Le cabinet a obtenu un dégrèvement très important en matière de présomption de revenus.
Qu’est ce que la présomption de revenus?
L’article 1649 quater-0 B bis du CGI prévoit un dispositif de présomption de revenus lorsque l’administration fiscale est informée par la justice ou certains agents du ministère de l’Intérieur de la libre disposition par un contribuable de biens ou sommes d’argent en lien avec certaines infractions pénales.
La présomption de revenus est égale à la valeur vénale des biens objets de l’infraction.
La présomption de revenus est une présomption simple.
En effet, selon les termes de l’article 1649 quater-0 B bis, la présomption «peut être combattue par tout moyen et procéder notamment de l’absence de libre disposition des sommes mentionnées au quatrième alinéa ».

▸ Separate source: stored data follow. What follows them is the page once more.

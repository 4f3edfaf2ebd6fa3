//! Inbound message classification.
//!
//! [`classify`] turns whatever the transport delivered into one
//! [`InboundEvent`]. It is total: every input, including garbage, maps to
//! some event, and [`Malformed`] inputs are dropped by the session rather
//! than surfaced as errors. Dispatch of the classified event lives in
//! [`crate::Session::on_inbound`].

use ccs_proto::{
    CONTROL_CONNECTION_DRAINING, InboundMessage, MessageId, MessageType, RawInbound,
};
use serde_json::Value;

/// Control signal carried by a `control` message.
#[derive(Debug, Clone, PartialEq, Eq)]
pub enum ControlSignal {
    /// Server will close this connection soon
    ConnectionDraining,
    /// Any other (or missing) `control_type`
    Other(Option<String>),
}

/// Why an inbound message was not routable.
#[derive(Debug, Clone, PartialEq, Eq)]
pub enum Malformed {
    /// Body is not valid JSON or has the wrong shape
    Undecodable(String),
    /// Body has no (or an empty) `message_id`
    MissingMessageId,
    /// Upstream message without a sender to acknowledge
    MissingSender {
        /// Identifier of the message
        message_id: MessageId,
    },
    /// Transport-level error message
    ErrorStanza {
        /// Error text, if any
        text: Option<String>,
    },
}

/// A classified inbound message.
#[derive(Debug, Clone, PartialEq)]
pub enum InboundEvent {
    /// Server control signal
    Control {
        /// Identifier of the control message
        message_id: MessageId,
        /// Signal carried
        signal: ControlSignal,
    },
    /// Downstream message accepted
    Ack {
        /// Acknowledged message
        message_id: MessageId,
        /// Recipient reported by the server
        from: Option<String>,
    },
    /// Downstream message refused
    Nack {
        /// Refused message
        message_id: MessageId,
        /// Recipient reported by the server
        from: Option<String>,
        /// Error code
        error: Option<String>,
        /// Error detail
        description: Option<String>,
    },
    /// Delivery receipt for an earlier downstream message
    Receipt {
        /// Identifier of the receipt
        message_id: MessageId,
        /// Sender of the receipt
        from: Option<String>,
        /// Application category
        category: Option<String>,
        /// Receipt details
        data: Option<Value>,
    },
    /// Device-originated message
    Upstream {
        /// Identifier to acknowledge
        message_id: MessageId,
        /// Device that sent it
        from: String,
        /// Application category
        category: Option<String>,
        /// Application payload
        data: Option<Value>,
    },
    /// Not routable
    Malformed(Malformed),
}

/// Classify one inbound message.
pub fn classify(raw: &RawInbound) -> InboundEvent {
    let text = match raw {
        RawInbound::Message(text) => text,
        RawInbound::ErrorStanza { text } => {
            return InboundEvent::Malformed(Malformed::ErrorStanza { text: text.clone() });
        },
    };

    let msg = match InboundMessage::from_json(text) {
        Ok(Some(msg)) => msg,
        Ok(None) => return InboundEvent::Malformed(Malformed::MissingMessageId),
        Err(e) => return InboundEvent::Malformed(Malformed::Undecodable(e.to_string())),
    };

    let Some(message_id) = msg.message_id.clone().filter(|id| !id.is_empty()) else {
        return InboundEvent::Malformed(Malformed::MissingMessageId);
    };

    let sender = msg.sender().map(str::to_string);

    match msg.kind() {
        Some(MessageType::Control) => {
            let signal = match msg.control_type {
                Some(ref t) if t == CONTROL_CONNECTION_DRAINING => {
                    ControlSignal::ConnectionDraining
                },
                other => ControlSignal::Other(other),
            };
            InboundEvent::Control { message_id, signal }
        },
        Some(MessageType::Ack) => InboundEvent::Ack { message_id, from: msg.from },
        Some(MessageType::Nack) => InboundEvent::Nack {
            message_id,
            from: msg.from,
            error: msg.error,
            description: msg.error_description,
        },
        Some(MessageType::Receipt) => InboundEvent::Receipt {
            message_id,
            from: msg.from,
            category: msg.category,
            data: msg.data,
        },
        None => match sender {
            Some(from) => InboundEvent::Upstream {
                message_id,
                from,
                category: msg.category,
                data: msg.data,
            },
            None => InboundEvent::Malformed(Malformed::MissingSender { message_id }),
        },
    }
}

#[cfg(test)]
mod tests {
    use serde_json::json;

    use super::*;

    fn raw(value: &Value) -> RawInbound {
        RawInbound::Message(value.to_string())
    }

    #[test]
    fn draining_control() {
        let event = classify(&raw(&json!({
            "message_type": "control",
            "control_type": "CONNECTION_DRAINING",
            "message_id": "c1",
        })));
        assert_eq!(event, InboundEvent::Control {
            message_id: MessageId::new("c1"),
            signal: ControlSignal::ConnectionDraining,
        });
    }

    #[test]
    fn unknown_control_type() {
        let event = classify(&raw(&json!({
            "message_type": "control",
            "control_type": "SOMETHING_NEW",
            "message_id": "c2",
        })));
        assert!(matches!(event, InboundEvent::Control {
            signal: ControlSignal::Other(Some(_)),
            ..
        }));
    }

    #[test]
    fn nack_carries_error() {
        let event = classify(&raw(&json!({
            "message_type": "nack",
            "message_id": "m1",
            "from": "tok",
            "error": "BAD_REGISTRATION",
        })));
        assert_eq!(event, InboundEvent::Nack {
            message_id: MessageId::new("m1"),
            from: Some("tok".into()),
            error: Some("BAD_REGISTRATION".into()),
            description: None,
        });
    }

    #[test]
    fn upstream_with_any_unknown_type() {
        for message_type in [json!("upstream"), json!("something_else"), Value::Null] {
            let event = classify(&raw(&json!({
                "message_type": message_type,
                "message_id": 123,
                "from": "somebody",
                "data": {"sweet": "bike"},
            })));
            assert_eq!(event, InboundEvent::Upstream {
                message_id: MessageId::new("123"),
                from: "somebody".into(),
                category: None,
                data: Some(json!({"sweet": "bike"})),
            });
        }
    }

    #[test]
    fn upstream_without_sender_is_malformed() {
        let event = classify(&raw(&json!({"message_id": "u1", "from": ""})));
        assert_eq!(
            event,
            InboundEvent::Malformed(Malformed::MissingSender { message_id: MessageId::new("u1") })
        );
    }

    #[test]
    fn missing_or_empty_id_is_malformed() {
        for body in [json!({}), json!({"message_id": ""}), Value::Null] {
            assert_eq!(
                classify(&raw(&body)),
                InboundEvent::Malformed(Malformed::MissingMessageId)
            );
        }
    }

    #[test]
    fn garbage_is_undecodable() {
        let event = classify(&RawInbound::Message("<<<".into()));
        assert!(matches!(event, InboundEvent::Malformed(Malformed::Undecodable(_))));
    }

    #[test]
    fn error_stanza_keeps_text() {
        let event = classify(&RawInbound::ErrorStanza { text: Some("InvalidJson".into()) });
        assert_eq!(
            event,
            InboundEvent::Malformed(Malformed::ErrorStanza { text: Some("InvalidJson".into()) })
        );
    }
}
//! Safe SQL builder: identifiers from declared schemas only, values as parameters.

mod builder;
pub mod params;
pub use builder::*;
pub use params::*;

La libre disposition des biens ou des sommes d’argents suppose que les personnes soient les véritables propriétaires desdits biens. Cela exclut de la présomption de revenus les personnes qui ne sont pas les véritables propriétaires. Le dispositif ne s’applique pas aux personnes qui ont eu la garde temporaire des biens.
Comment est elle imposee?
L’administration peut engager une procédure d’ESFP à l’encontre du contribuable concerné par la procédure judiciaire.
Le service vérificateur adressera une proposition de rectification et taxera ces sommes à l’impôt sur le revenu.
Le service vérificateur appliquera une majoration de 80%.
Comment combattre la taxation?
Il faut démontrer que le contribuable n’avait pas la libre disposition des sommes taxées.